(Input records)
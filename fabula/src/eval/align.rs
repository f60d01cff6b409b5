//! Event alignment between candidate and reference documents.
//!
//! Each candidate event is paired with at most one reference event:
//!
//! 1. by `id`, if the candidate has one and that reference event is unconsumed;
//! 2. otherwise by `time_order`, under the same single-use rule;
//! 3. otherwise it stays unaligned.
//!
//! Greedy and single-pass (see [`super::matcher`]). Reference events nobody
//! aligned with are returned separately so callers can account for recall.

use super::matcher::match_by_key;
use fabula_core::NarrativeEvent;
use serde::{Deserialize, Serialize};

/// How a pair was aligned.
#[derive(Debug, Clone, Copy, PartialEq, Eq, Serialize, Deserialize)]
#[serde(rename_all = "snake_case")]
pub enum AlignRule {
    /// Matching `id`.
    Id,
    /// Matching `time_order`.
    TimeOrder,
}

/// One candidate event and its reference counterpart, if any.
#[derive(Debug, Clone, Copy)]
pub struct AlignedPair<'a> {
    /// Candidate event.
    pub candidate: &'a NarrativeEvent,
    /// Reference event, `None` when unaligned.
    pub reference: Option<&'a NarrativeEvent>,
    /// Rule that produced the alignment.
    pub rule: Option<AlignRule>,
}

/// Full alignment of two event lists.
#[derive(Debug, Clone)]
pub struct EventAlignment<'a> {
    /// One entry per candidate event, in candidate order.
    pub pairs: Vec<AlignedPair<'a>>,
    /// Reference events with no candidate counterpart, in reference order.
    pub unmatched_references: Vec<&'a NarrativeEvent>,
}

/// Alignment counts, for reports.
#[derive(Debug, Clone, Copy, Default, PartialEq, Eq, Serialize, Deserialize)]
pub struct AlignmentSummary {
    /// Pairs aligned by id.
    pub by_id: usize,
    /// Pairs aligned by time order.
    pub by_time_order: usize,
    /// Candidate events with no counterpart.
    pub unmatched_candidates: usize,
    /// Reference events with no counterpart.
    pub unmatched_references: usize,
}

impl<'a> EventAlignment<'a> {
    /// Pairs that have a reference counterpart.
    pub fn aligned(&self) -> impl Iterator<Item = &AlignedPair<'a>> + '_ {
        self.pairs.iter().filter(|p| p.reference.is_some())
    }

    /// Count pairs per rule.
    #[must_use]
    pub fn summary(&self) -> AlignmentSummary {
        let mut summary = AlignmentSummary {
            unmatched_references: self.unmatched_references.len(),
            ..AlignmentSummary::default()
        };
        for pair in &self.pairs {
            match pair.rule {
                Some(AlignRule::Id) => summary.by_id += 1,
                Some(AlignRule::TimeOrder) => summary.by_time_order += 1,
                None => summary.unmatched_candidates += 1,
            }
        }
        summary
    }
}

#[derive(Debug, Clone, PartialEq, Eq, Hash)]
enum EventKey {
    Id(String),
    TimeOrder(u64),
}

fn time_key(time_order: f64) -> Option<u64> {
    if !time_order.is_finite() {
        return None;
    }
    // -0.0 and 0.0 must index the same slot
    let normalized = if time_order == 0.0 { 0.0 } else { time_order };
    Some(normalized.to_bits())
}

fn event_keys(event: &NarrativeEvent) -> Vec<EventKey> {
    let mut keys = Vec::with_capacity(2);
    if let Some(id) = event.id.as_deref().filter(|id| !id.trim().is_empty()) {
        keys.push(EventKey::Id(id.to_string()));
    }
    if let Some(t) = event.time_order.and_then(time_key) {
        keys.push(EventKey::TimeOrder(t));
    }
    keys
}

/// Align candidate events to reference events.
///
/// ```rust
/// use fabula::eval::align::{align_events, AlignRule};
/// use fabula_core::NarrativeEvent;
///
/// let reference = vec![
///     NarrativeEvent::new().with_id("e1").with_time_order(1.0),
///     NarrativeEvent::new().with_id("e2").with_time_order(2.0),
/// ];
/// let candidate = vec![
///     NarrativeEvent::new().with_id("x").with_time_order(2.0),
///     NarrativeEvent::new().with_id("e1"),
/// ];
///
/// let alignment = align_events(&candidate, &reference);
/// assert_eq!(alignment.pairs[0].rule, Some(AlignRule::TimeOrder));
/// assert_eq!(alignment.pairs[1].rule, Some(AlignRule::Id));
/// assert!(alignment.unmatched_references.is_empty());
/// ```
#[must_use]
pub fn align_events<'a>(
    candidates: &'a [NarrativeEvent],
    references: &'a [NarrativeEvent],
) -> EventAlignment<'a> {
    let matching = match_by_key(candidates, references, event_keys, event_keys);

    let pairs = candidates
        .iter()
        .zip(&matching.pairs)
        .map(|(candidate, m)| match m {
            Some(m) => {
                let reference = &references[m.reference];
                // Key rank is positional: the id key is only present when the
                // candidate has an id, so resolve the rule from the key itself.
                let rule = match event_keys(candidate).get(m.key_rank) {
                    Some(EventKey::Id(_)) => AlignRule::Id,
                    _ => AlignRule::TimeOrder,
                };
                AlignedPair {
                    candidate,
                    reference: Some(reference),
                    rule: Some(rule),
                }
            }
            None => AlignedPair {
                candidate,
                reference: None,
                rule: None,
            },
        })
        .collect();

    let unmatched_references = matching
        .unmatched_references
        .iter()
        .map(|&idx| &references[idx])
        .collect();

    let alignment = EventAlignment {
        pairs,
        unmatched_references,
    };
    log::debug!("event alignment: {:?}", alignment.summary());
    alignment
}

(Task statement) Transcribe all entries word for word.

(Solution to this exercise)
filename fabula/src/eval/align.rs
repository f60d01cff6b409b5
//! Event alignment between candidate and reference documents.
//!
//! Each candidate event is paired with at most one reference event:
//!
//! 1. by `id`, if the candidate has one and that reference event is unconsumed;
//! 2. otherwise by `time_order`, under the same single-use rule;
//! 3. otherwise it stays unaligned.
//!
//! Greedy and single-pass (see [`super::matcher`]). Reference events nobody
//! aligned with are returned separately so callers can account for recall.

use super::matcher::match_by_key;
use fabula_core::NarrativeEvent;
use serde::{Deserialize, Serialize};

/// How a pair was aligned.
#[derive(Debug, Clone, Copy, PartialEq, Eq, Serialize, Deserialize)]
#[serde(rename_all = "snake_case")]
pub enum AlignRule {
    /// Matching `id`.
    Id,
    /// Matching `time_order`.
    TimeOrder,
}

/// One candidate event and its reference counterpart, if any.
#[derive(Debug, Clone, Copy)]
pub struct AlignedPair<'a> {
    /// Candidate event.
    pub candidate: &'a NarrativeEvent,
    /// Reference event, `None` when unaligned.
    pub reference: Option<&'a NarrativeEvent>,
    /// Rule that produced the alignment.
    pub rule: Option<AlignRule>,
}

/// Full alignment of two event lists.
#[derive(Debug, Clone)]
pub struct EventAlignment<'a> {
    /// One entry per candidate event, in candidate order.
    pub pairs: Vec<AlignedPair<'a>>,
    /// Reference events with no candidate counterpart, in reference order.
    pub unmatched_references: Vec<&'a NarrativeEvent>,
}

/// Alignment counts, for reports.
#[derive(Debug, Clone, Copy, Default, PartialEq, Eq, Serialize, Deserialize)]
pub struct AlignmentSummary {
    /// Pairs aligned by id.
    pub by_id: usize,
    /// Pairs aligned by time order.
    pub by_time_order: usize,
    /// Candidate events with no counterpart.
    pub unmatched_candidates: usize,
    /// Reference events with no counterpart.
    pub unmatched_references: usize,
}

impl<'a> EventAlignment<'a> {
    /// Pairs that have a reference counterpart.
    pub fn aligned(&self) -> impl Iterator<Item = &AlignedPair<'a>> + '_ {
        self.pairs.iter().filter(|p| p.reference.is_some())
    }

    /// Count pairs per rule.
    #[must_use]
    pub fn summary(&self) -> AlignmentSummary {
        let mut summary = AlignmentSummary {
            unmatched_references: self.unmatched_references.len(),
            ..AlignmentSummary::default()
        };
        for pair in &self.pairs {
            match pair.rule {
                Some(AlignRule::Id) => summary.by_id += 1,
                Some(AlignRule::TimeOrder) => summary.by_time_order += 1,
                None => summary.unmatched_candidates += 1,
            }
        }
        summary
    }
}

#[derive(Debug, Clone, PartialEq, Eq, Hash)]
enum EventKey {
    Id(String),
    TimeOrder(u64),
}

fn time_key(time_order: f64) -> Option<u64> {
    if !time_order.is_finite() {
        return None;
    }
    // -0.0 and 0.0 must index the same slot
    let normalized = if time_order == 0.0 { 0.0 } else { time_order };
    Some(normalized.to_bits())
}

fn event_keys(event: &NarrativeEvent) -> Vec<EventKey> {
    let mut keys = Vec::with_capacity(2);
    if let Some(id) = event.id.as_deref().filter(|id| !id.trim().is_empty()) {
        keys.push(EventKey::Id(id.to_string()));
    }
    if let Some(t) = event.time_order.and_then(time_key) {
        keys.push(EventKey::TimeOrder(t));
    }
    keys
}

/// Align candidate events to reference events.
///
/// ```rust
/// use fabula::eval::align::{align_events, AlignRule};
/// use fabula_core::NarrativeEvent;
///
/// let reference = vec![
///     NarrativeEvent::new().with_id("e1").with_time_order(1.0),
///     NarrativeEvent::new().with_id("e2").with_time_order(2.0),
/// ];
/// let candidate = vec![
///     NarrativeEvent::new().with_id("x").with_time_order(2.0),
///     NarrativeEvent::new().with_id("e1"),
/// ];
///
/// let alignment = align_events(&candidate, &reference);
/// assert_eq!(alignment.pairs[0].rule, Some(AlignRule::TimeOrder));
/// assert_eq!(alignment.pairs[1].rule, Some(AlignRule::Id));
/// assert!(alignment.unmatched_references.is_empty());
/// ```
#[must_use]
pub fn align_events<'a>(
    candidates: &'a [NarrativeEvent],
    references: &'a [NarrativeEvent],
) -> EventAlignment<'a> {
    let matching = match_by_key(candidates, references, event_keys, event_keys);

    let pairs = candidates
        .iter()
        .zip(&matching.pairs)
        .map(|(candidate, m)| match m {
            Some(m) => {
                let reference = &references[m.reference];
                // Key rank is positional: the id key is only present when the
                // candidate has an id, so resolve the rule from the key itself.
                let rule = match event_keys(candidate).get(m.key_rank) {
                    Some(EventKey::Id(_)) => AlignRule::Id,
                    _ => AlignRule::TimeOrder,
                };
                AlignedPair {
                    candidate,
                    reference: Some(reference),
                    rule: Some(rule),
                }
            }
            None => AlignedPair {
                candidate,
                reference: None,
                rule: None,
            },
        })
        .collect();

    let unmatched_references = matching
        .unmatched_references
        .iter()
        .map(|&idx| &references[idx])
        .collect();

    let alignment = EventAlignment {
        pairs,
        unmatched_references,
    };
    log::debug!("event alignment: {:?}", alignment.summary());
    alignment
}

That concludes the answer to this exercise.